A very fundamental flaw in the Bush administration's reasoning is that PPOs in the private market were not chosen because of their popularity, but rather they were chosen when the indemnity plans were withdrawn from the market and individuals were left with a choice of PPOs or HMOs. Although integrated HMOs such as Kaiser remain popular, network middleman HMOs ultimately have proven to be less popular than PPOs since the HMOs have been more restrictive and less dependable. Patients do prefer to have the greater choice of providers that PPOs offer compared to HMOs, with the added option of obtaining care outside of the provider list even though with increased cost sharing.

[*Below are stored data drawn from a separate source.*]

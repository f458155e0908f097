//! Notable things that happened on the grid.
//!
//! The grid appends a [`GridEvent`] whenever an actor is placed, moves, dies,
//! leaves the grid or picks something up, and whenever a cell transforms.
//! Consumers such as a renderer or an audio layer drain the log once per frame
//! with [`Grid::take_events`](crate::grid::Grid::take_events). Events never
//! feed back into the simulation.

use serde::{Deserialize, Serialize};

use crate::actor::{ActorId, ActorTag, ItemKind};
use crate::cell::CellKind;
use crate::location::Location;

/// Something that happened during a frame.
#[derive(Debug, Clone, PartialEq, Serialize, Deserialize)]
pub enum GridEvent {
    /// An actor was placed on the grid.
    Placed {
        /// New actor.
        actor: ActorId,
        /// Its kind.
        tag: ActorTag,
        /// Where it landed.
        at: Location,
    },
    /// An actor started moving to a neighbouring cell.
    Moved {
        /// The mover.
        actor: ActorId,
        /// Previous head location.
        from: Location,
        /// New head location.
        to: Location,
    },
    /// An actor started dying.
    Killed {
        /// The victim.
        actor: ActorId,
        /// Who did it; `None` for terrain or direct kills.
        attacker: Option<ActorId>,
    },
    /// An actor left the grid.
    Removed {
        /// The removed actor.
        actor: ActorId,
    },
    /// The player picked up an item.
    Collected {
        /// The collector.
        actor: ActorId,
        /// What was picked up.
        item: ItemKind,
    },
    /// A cell was replaced by its scheduled transform.
    CellTransformed {
        /// Slot of the cell.
        at: Location,
        /// Kind before.
        from: CellKind,
        /// Kind after.
        to: CellKind,
    },
    /// The player reached an exit.
    LevelComplete {
        /// The exit's location.
        at: Location,
    },
}

/// A [`GridEvent`] stamped with the frame it happened in.
#[derive(Debug, Clone, PartialEq, Serialize, Deserialize)]
pub struct EventRecord {
    /// Frame number passed to the update that produced the event. Events
    /// from live player input carry the frame the move is recorded under.
    pub frame: u64,
    /// What happened.
    pub event: GridEvent,
}

/// Append-only event buffer drained by consumers.
#[derive(Debug, Clone, Default)]
pub struct EventLog {
    records: Vec<EventRecord>,
}

impl EventLog {
    /// Creates an empty log.
    #[must_use]
    pub fn new() -> Self {
        Self::default()
    }

    /// Appends an event.
    pub fn push(&mut self, frame: u64, event: GridEvent) {
        self.records.push(EventRecord { frame, event });
    }

    /// Removes and returns every buffered event, oldest first.
    pub fn take(&mut self) -> Vec<EventRecord> {
        std::mem::take(&mut self.records)
    }

    /// Buffered events.
    #[must_use]
    pub fn records(&self) -> &[EventRecord] {
        &self.records
    }

    /// Number of buffered events.
    #[must_use]
    pub fn len(&self) -> usize {
        self.records.len()
    }

    /// True when nothing is buffered.
    #[must_use]
    pub fn is_empty(&self) -> bool {
        self.records.is_empty()
    }
}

The primary advantage that PPOs offer over indemnity plans is that PPOs contract rates with providers, theoretically controlling costs. But once the market is saturated with PPOs (and HMOs), rates must reflect the true costs of delivering care plus a modest profit or the health care market will collapse. Ironically, Medicare also "contracts" rates with providers, but without the need to have restrictive provider lists since non-contracted providers must still adhere to Medicare-dictated rates (with a minor adjustment). Thus if benefits and cost sharing in the PPOs and traditional Medicare were comparable, there would be absolutely no reason to choose a PPO, because of the restrictive provider lists and the greater administrative waste (with the need to increase beneficiary cost sharing).

The reason that the PPOs in this pilot program are not selling well is that the program is "budget neutral." Since the PPOs receive the same reimbursement as the costs in the traditional Medicare program, not only do they have to target their marketing to a healthy subset of Medicare beneficiaries, they also must be certain that their prescription drug "carrot" used to entice patients is a very low-cost (Spartan) program. Medicare beneficiaries recognize the inadequacies of these minimal prescription plans and do not want to give up their free choice of providers in exchange for this very minimal benefit.

Tom Scully suggests that the problem is inadequate marketing on the part of the plans. He certainly exposes his blind faith in the market when he suggests that an inferior product needs only the blessing of Madison Avenue to displace our popular Medicare program.

Particularly disconcerting is the fact that Scully states that, under the president's reform bill, plans would "compete for a larger chunk on money" for more generous prescription coverage. The president's plan for traditional Medicare offers only negligible prescription benefits (nearly worthless discount cards, $600 maximum for poverty-level beneficiaries, and an approximately $6000 deductible catastrophic coverage for the wealthy). Scully's comments suggest that the administration is willing to pay more to the plans than the amount allocated for the traditional program. That certainly belies their claim that the private plans will reduce costs.

Why should taxpayers support more expensive private plans while being denied prescription coverage in our own public Medicare program? The least expensive solution that would provide comprehensive prescription coverage for everyone would be to add it as a benefit to our traditional Medicare program.